Prediction or classification • For instance x, let y be closest instance to x in training set. • Predict class x is the class of y. • On some data sets, best algorithm. • In general, no best learning algorithm.
Voronoi Diagram • For each point, draw the boundary of all points closest to it. • Each point’s sphere of influence in convex. • If noisy, can be bad. • http://www.cs.cornell.edu/Info/People/chew/Delaunay.html - nice applet.
Problems and solutions • Noise • Remove bad examples • Use voting • Bad distance measure • Use probability class vector • Memory • Remove unneeded examples
Voting schemes • K nearest neighbor • Let all the closest k neighbors vote (use k odd) • Kernel K(x,y) – a similarity function • Let everyone vote, with decreasing weight according to K(x,y) • Ex: K(x,y) = e^(-distance(x,y)^2) • Ex.
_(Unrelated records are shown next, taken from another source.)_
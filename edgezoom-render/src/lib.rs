pub mod buffer;
pub mod edge;
pub mod error;
pub mod evaluator;
pub mod export;
pub mod frame;
pub mod session;
pub mod tile;

pub use buffer::RenderBuffer;
pub use edge::select_target;
pub use error::RenderError;
pub use evaluator::{evaluate, Arithmetic, ArithmeticMode, FrameResult, RenderCancel};
pub use export::{export_png, ExportMetadata};
pub use frame::Frame;
pub use session::{SessionConfig, StepReport, ZoomSession};
pub use tile::TILE_SIZE;

/// Convenience result type for the render crate.
pub type Result<T> = std::result::Result<T, RenderError>;
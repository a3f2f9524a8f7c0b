use criterion::{criterion_group, criterion_main, Criterion};

use edgezoom_core::{FractalParams, FractalSpec, ViewWindow};
use edgezoom_render::{
    evaluate, select_target, ArithmeticMode, RenderCancel, SessionConfig, ZoomSession,
};

fn bench_hardware_frame(c: &mut Criterion) {
    let spec = FractalSpec::mandelbrot(100);
    let view = ViewWindow::default_mandelbrot(100).unwrap();
    let cancel = RenderCancel::new();

    c.bench_function("frame_800x800_f64", |b| {
        b.iter(|| {
            evaluate(
                &view,
                &spec,
                FractalParams::default(),
                800,
                800,
                ArithmeticMode::Hardware,
                &cancel,
            )
        });
    });
}

fn bench_precise_frame(c: &mut Criterion) {
    let spec = FractalSpec::mandelbrot(128);
    let view = ViewWindow::default_mandelbrot(128).unwrap();
    let cancel = RenderCancel::new();

    c.bench_function("frame_200x200_mpfr", |b| {
        b.iter(|| {
            evaluate(
                &view,
                &spec,
                FractalParams::default(),
                200,
                200,
                ArithmeticMode::Precise,
                &cancel,
            )
        });
    });
}

fn bench_select_target(c: &mut Criterion) {
    let spec = FractalSpec::mandelbrot(100);
    let view = ViewWindow::default_mandelbrot(100).unwrap();
    let cancel = RenderCancel::new();
    let result = evaluate(
        &view,
        &spec,
        FractalParams::default(),
        800,
        800,
        ArithmeticMode::Hardware,
        &cancel,
    )
    .unwrap();

    c.bench_function("select_target_800x800", |b| {
        b.iter(|| select_target(&result.frame, &view));
    });
}

fn bench_session_step(c: &mut Criterion) {
    let config = SessionConfig {
        width: 256,
        height: 256,
        ..SessionConfig::default()
    };
    let cancel = RenderCancel::new();
    let mut session = ZoomSession::with_spec(config, FractalSpec::mandelbrot(100)).unwrap();

    c.bench_function("session_step_256x256", |b| {
        b.iter(|| session.step(&cancel));
    });
}

criterion_group!(
    benches,
    bench_hardware_frame,
    bench_precise_frame,
    bench_select_target,
    bench_session_step
);
criterion_main!(benches);
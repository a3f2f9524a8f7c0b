//! Edge-following target selection.
//!
//! Escaped pixels with the highest iteration count sit closest to the set
//! boundary, which is where the detail is. Zooming toward one of them keeps
//! the animation on the edge instead of drifting into a uniform region.

use std::cmp::Reverse;

use rayon::prelude::*;
use rug::Float;
use tracing::debug;

use edgezoom_core::{ViewWindow, ZoomTarget};

use crate::frame::Frame;

/// Pick the next zoom target from an evaluated frame.
///
/// Among escaped pixels, the highest iteration count wins; ties go to the
/// pixel farthest from the view center, then to the first in row-major
/// order. Distances are compared as integer pixel offsets, which is exact
/// because every pixel shares one plane step. A frame with no escaped pixel
/// targets its center pixel with distance zero.
pub fn select_target(frame: &Frame, view: &ViewWindow) -> crate::Result<ZoomTarget> {
    let (center_row, center_col) = frame.center_pixel();
    let width = frame.width();

    let best = frame
        .outcomes()
        .par_iter()
        .enumerate()
        .filter(|(_, outcome)| outcome.escaped)
        .map(|(index, outcome)| {
            let row = (index / width as usize) as u32;
            let col = (index % width as usize) as u32;
            let dist2 = offset_sq(row, center_row) + offset_sq(col, center_col);
            (outcome.iterations, dist2, Reverse(index))
        })
        .max();

    let Some((iterations, dist2, Reverse(index))) = best else {
        debug!(
            row = center_row,
            col = center_col,
            "No escaped pixels, targeting the view center"
        );
        return Ok(ZoomTarget {
            row: center_row,
            col: center_col,
            iterations: frame.max_iterations(),
            distance_from_center: Float::new(view.precision()),
        });
    };

    let row = (index / width as usize) as u32;
    let col = (index % width as usize) as u32;

    let step = view.pixel_step(width, frame.height())?;
    let mut distance = Float::with_val(view.precision(), dist2);
    distance.sqrt_mut();
    distance *= &step;

    debug!(row, col, iterations, "Selected zoom target");
    Ok(ZoomTarget {
        row,
        col,
        iterations,
        distance_from_center: distance,
    })
}

#[inline]
fn offset_sq(a: u32, b: u32) -> u64 {
    let d = u64::from(a.abs_diff(b));
    d * d
}

#[cfg(test)]
mod tests {
    use super::*;
    use edgezoom_core::{IterationOutcome, PreciseComplex};

    const MAX: u32 = 50;

    fn view() -> ViewWindow {
        // Half-width 2 over a 4-pixel side: one plane unit per pixel.
        ViewWindow::new(PreciseComplex::zero(64), Float::with_val(64, 2), 64).unwrap()
    }

    fn frame_with(width: u32, height: u32, escaped: &[((u32, u32), u32)]) -> Frame {
        let mut data = vec![IterationOutcome::bounded(MAX); (width * height) as usize];
        for &((row, col), n) in escaped {
            data[(row * width + col) as usize] = IterationOutcome::escaped(n);
        }
        Frame::from_outcomes(width, height, MAX, data).unwrap()
    }

    #[test]
    fn unique_maximum_wins() {
        let frame = frame_with(4, 4, &[((0, 0), 3), ((1, 3), 9), ((3, 3), 8)]);
        let t = select_target(&frame, &view()).unwrap();
        assert_eq!((t.row, t.col, t.iterations), (1, 3, 9));
    }

    #[test]
    fn tie_goes_to_farthest_from_center() {
        // Center pixel is (2, 2); (0, 0) is farther than (1, 2).
        let frame = frame_with(4, 4, &[((1, 2), 5), ((0, 0), 5)]);
        let t = select_target(&frame, &view()).unwrap();
        assert_eq!((t.row, t.col), (0, 0));
        let expected = Float::with_val(64, 8).sqrt();
        assert_eq!(t.distance_from_center, expected);
    }

    #[test]
    fn equal_distance_goes_to_first_in_scan_order() {
        // (1, 2) and (2, 1) are both one pixel from the center.
        let frame = frame_with(4, 4, &[((2, 1), 4), ((1, 2), 4), ((2, 3), 4)]);
        let t = select_target(&frame, &view()).unwrap();
        assert_eq!((t.row, t.col), (1, 2));
        assert_eq!(t.distance_from_center, 1);
    }

    #[test]
    fn bounded_pixels_never_win() {
        let frame = frame_with(4, 4, &[((3, 0), 1)]);
        let t = select_target(&frame, &view()).unwrap();
        assert_eq!((t.row, t.col, t.iterations), (3, 0, 1));
    }

    #[test]
    fn all_bounded_falls_back_to_center() {
        let frame = Frame::blank(5, 3, MAX);
        let t = select_target(&frame, &view()).unwrap();
        assert_eq!((t.row, t.col), (1, 2));
        assert_eq!(t.iterations, MAX);
        assert!(t.distance_from_center.is_zero());
    }

    #[test]
    fn selection_is_deterministic() {
        let escaped: Vec<_> = (0..64u32)
            .map(|i| ((i / 8, i % 8), 7 + (i % 3)))
            .collect();
        let frame = frame_with(8, 8, &escaped);
        let first = select_target(&frame, &view()).unwrap();
        for _ in 0..20 {
            assert_eq!(select_target(&frame, &view()).unwrap(), first);
        }
    }
}
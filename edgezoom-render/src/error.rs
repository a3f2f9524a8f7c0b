use thiserror::Error;

/// Errors originating from frame evaluation, the zoom session, and export.
#[derive(Debug, Error)]
pub enum RenderError {
    #[error("invalid image dimensions: {width}×{height}")]
    InvalidDimensions { width: u32, height: u32 },

    #[error("precision ceiling {ceiling} bits is below the initial precision {initial} bits")]
    CeilingBelowInitial { ceiling: u32, initial: u32 },

    #[error("frame evaluation cancelled")]
    Cancelled,

    #[error("frame holds {actual} outcomes, expected {expected}")]
    FrameSize { expected: usize, actual: usize },

    #[error(transparent)]
    Io(#[from] std::io::Error),

    #[error(transparent)]
    Png(#[from] png::EncodingError),

    #[error(transparent)]
    Core(#[from] edgezoom_core::CoreError),
}
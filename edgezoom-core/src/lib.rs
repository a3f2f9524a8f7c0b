pub mod complex;
pub mod error;
pub mod fractal;
pub mod kernel;
pub mod precise;
pub mod precision;
pub mod reset;
pub mod view;
pub mod zoom;

// Re-export primary types for convenience.
pub use complex::{Complex, ComplexNum};
pub use error::CoreError;
pub use fractal::{FractalKind, FractalParams, FractalSpec, IterationOutcome};
pub use kernel::{iterate, EscapeKernel};
pub use precise::PreciseComplex;
pub use view::ViewWindow;
pub use zoom::{advance, ZoomConfig, ZoomState, ZoomStep, ZoomTarget};

/// Re-exported so callers can build precise values without naming `rug` themselves.
pub use rug::Float;

/// Convenience result type for the core crate.
pub type Result<T> = std::result::Result<T, CoreError>;
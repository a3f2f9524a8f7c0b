//! Fresh-run selection: which fractal to draw and where to start.

use rand::Rng;
use tracing::info;

use crate::fractal::FractalSpec;
use crate::precise::PreciseComplex;
use crate::view::ViewWindow;

/// Chance that a reset picks the Mandelbrot set; Julia takes the rest.
pub const MANDELBROT_PROBABILITY: f64 = 0.10;

/// Julia constants with visually rich, connected-or-nearly-connected sets.
pub const JULIA_CONSTANTS: [(&str, &str); 10] = [
    ("-0.8", "0.156"),
    ("0.285", "0.01"),
    ("-0.70176", "-0.3842"),
    ("-0.4", "0.6"),
    ("0.3", "0.5"),
    // Seahorse valley
    ("-0.7269", "0.1889"),
    ("0.35", "0.35"),
    ("-0.1", "0.65"),
    ("-0.12", "0.77"),
    ("-0.54", "0.54"),
];

/// Roll a new fractal: Mandelbrot with [`MANDELBROT_PROBABILITY`], otherwise
/// a Julia set with a constant drawn uniformly from [`JULIA_CONSTANTS`].
pub fn roll_fractal_spec<R: Rng + ?Sized>(
    rng: &mut R,
    precision: u32,
) -> crate::Result<FractalSpec> {
    if rng.random_bool(MANDELBROT_PROBABILITY) {
        return Ok(FractalSpec::mandelbrot(precision));
    }
    let (re, im) = JULIA_CONSTANTS[rng.random_range(0..JULIA_CONSTANTS.len())];
    Ok(FractalSpec::julia(PreciseComplex::parse(re, im, precision)?))
}

/// Roll a fractal and pair it with its family's default view.
pub fn reset<R: Rng + ?Sized>(
    rng: &mut R,
    precision: u32,
) -> crate::Result<(FractalSpec, ViewWindow)> {
    let spec = roll_fractal_spec(rng, precision)?;
    let view = ViewWindow::default_for(spec.kind(), precision)?;
    info!(fractal = %spec.describe(), precision, "Generating new fractal");
    Ok((spec, view))
}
K(x,y) = inner product of x and y • Ex K(x,y) = inner product of f(x) and f(y) where f is some mapping of x and y into R^n.
Choosing the parameter K • Divide data into train and test • Run multiple values of k on train • Choose k that does best on test.
NOT • This is a serious methological error • You have used test data to pick the k. • Common in commercial evaluation of systems • Occasional in academic papers
Fix: Internal Cross-validation • This can be used for selecting any parameter. • Divide Data into Train and Test. • Now do 10-fold CV on the training data to determine the appropriate value of k. • Note: never touch the test data.
Probability Class Vector • Let A be an attribute with values v1, v2,..vn • Suppose class C1,C2,..Ck • Prob Class Vector for vi is: <P(C1|A=vi),P(C2|A=vi),..P(Ck|A=vi)> • Distance(vi,vj) = distance between probability class vectors.
Weather data @relation weather @attribute outlook {sunny, overcast, rainy} @attribute temperature real @attribute humidity real @attribute windy {TRUE, FALSE} @attribute play {yes, no} @data sunny,85,85,FALSE,no sunny,80,90,TRUE,no overcast,83,86,FALSE,yes rainy,70,96,FALSE,yes rainy,68,80,FALSE,yes rainy,65,70,TRUE,no overcast,64,65,TRUE,yes sunny,72,95,FALSE,no sunny,69,70,FALSE,yes rainy,75,80,FALSE,yes sunny,75,70,TRUE,yes overcast,72,90,TRUE,yes overcast,81,75,FALSE,yes rainy,71,91,TRUE,no
Distance(sunny,rainy) =? <P(play = yes|sunny), P(play=no|sunny)> = < 2/5, 3/5> = prob class vector for sunny <P(play = yes|rainy), P(play= no|rainy)> = <3/5,2/5> Distance(sunny,rainy) = 1/5*sqrt(2). Similarly: distance(sunny,overcast) = d(<2/5,3/5>, <4/4,0/4>) = 2/5*sqrt(2)
PCV • If an attribute is irrelevant and v and v’ are values, then PCV(v) ~ PCV(v’) so the distance will be close to 0. • This discounts irrelevant attributes. • It also works for real-attributes, after binning. • Binning is a way to make real-values symbolic. Simple break data into k bins, eg. K = 5 or 10 seems to work. Or use DTs.
Regression by NN • If 1-NN, use value of nearest example • If k-nn, interpolate values of k nearest neighbors. • Kernel methods work to. You avoid choice of k, but hide it in choice of kernel function.
Summary • NN works for multi-class and regression. • Sometimes called “poor man’s neural net’’ • With enough data, it achieves ½ the “bayes optimal” error rate. • Mislead by bad examples and bad features. • Separates classes via piecewise linear boundaries.